▸ **Task to carry out**:
Using the entries that follow, give the number of lines containing the string "impl". Write nothing besides that number.

▸ **Data for processing**:
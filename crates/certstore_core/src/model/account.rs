//! ACME account record and keypair model.

use super::{RecordId, RecordValidationError};
use serde::{Deserialize, Serialize};
use serde_json::{Map, Value};

/// Account (or certificate) keypair in PEM and/or JWK form.
///
/// Unknown members are kept in `extra` and written back verbatim.
#[derive(Debug, Clone, Default, PartialEq, Serialize, Deserialize)]
#[serde(rename_all = "camelCase")]
pub struct Keypair {
    #[serde(default, skip_serializing_if = "Option::is_none")]
    pub private_key_pem: Option<String>,
    #[serde(default, skip_serializing_if = "Option::is_none")]
    pub private_key_jwk: Option<Value>,
    #[serde(default, skip_serializing_if = "Option::is_none")]
    pub public_key_pem: Option<String>,
    #[serde(default, skip_serializing_if = "Option::is_none")]
    pub public_key_jwk: Option<Value>,
    #[serde(flatten)]
    pub extra: Map<String, Value>,
}

impl Keypair {
    pub fn from_pem(private_key_pem: impl Into<String>) -> Self {
        Self {
            private_key_pem: Some(private_key_pem.into()),
            ..Self::default()
        }
    }

    pub fn has_private_key(&self) -> bool {
        self.private_key_pem.is_some() || self.private_key_jwk.is_some()
    }

    pub fn validate(&self) -> Result<(), RecordValidationError> {
        if self.has_private_key() {
            Ok(())
        } else {
            Err(RecordValidationError::MissingPrivateKey)
        }
    }
}

/// Stored account document.
#[derive(Debug, Clone, PartialEq, Serialize, Deserialize)]
#[serde(rename_all = "camelCase")]
pub struct Account {
    pub id: RecordId,
    #[serde(default, skip_serializing_if = "Option::is_none")]
    pub email: Option<String>,
    #[serde(default, skip_serializing_if = "Option::is_none")]
    pub keypair: Option<Keypair>,
    #[serde(default, skip_serializing_if = "Option::is_none")]
    pub receipt: Option<Value>,
    /// Terms-of-service agreement as sent by the caller (flag or ToS URL).
    #[serde(default, skip_serializing_if = "Option::is_none")]
    pub agree_tos: Option<Value>,
    /// Epoch milliseconds of the first insert.
    #[serde(default)]
    pub created: i64,
    /// Pass-through registration attributes.
    #[serde(flatten)]
    pub extra: Map<String, Value>,
}

/// Fields to merge into an account. `None` fields are left untouched.
#[derive(Debug, Clone, Default, PartialEq, Serialize, Deserialize)]
#[serde(rename_all = "camelCase")]
pub struct AccountUpdate {
    #[serde(default, skip_serializing_if = "Option::is_none")]
    pub email: Option<String>,
    #[serde(default, skip_serializing_if = "Option::is_none")]
    pub keypair: Option<Keypair>,
    #[serde(default, skip_serializing_if = "Option::is_none")]
    pub receipt: Option<Value>,
    #[serde(default, skip_serializing_if = "Option::is_none")]
    pub agree_tos: Option<Value>,
    #[serde(flatten)]
    pub extra: Map<String, Value>,
}

impl AccountUpdate {
    pub fn with_keypair(keypair: Keypair) -> Self {
        Self {
            keypair: Some(keypair),
            ..Self::default()
        }
    }
}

▸ **Response area**:
3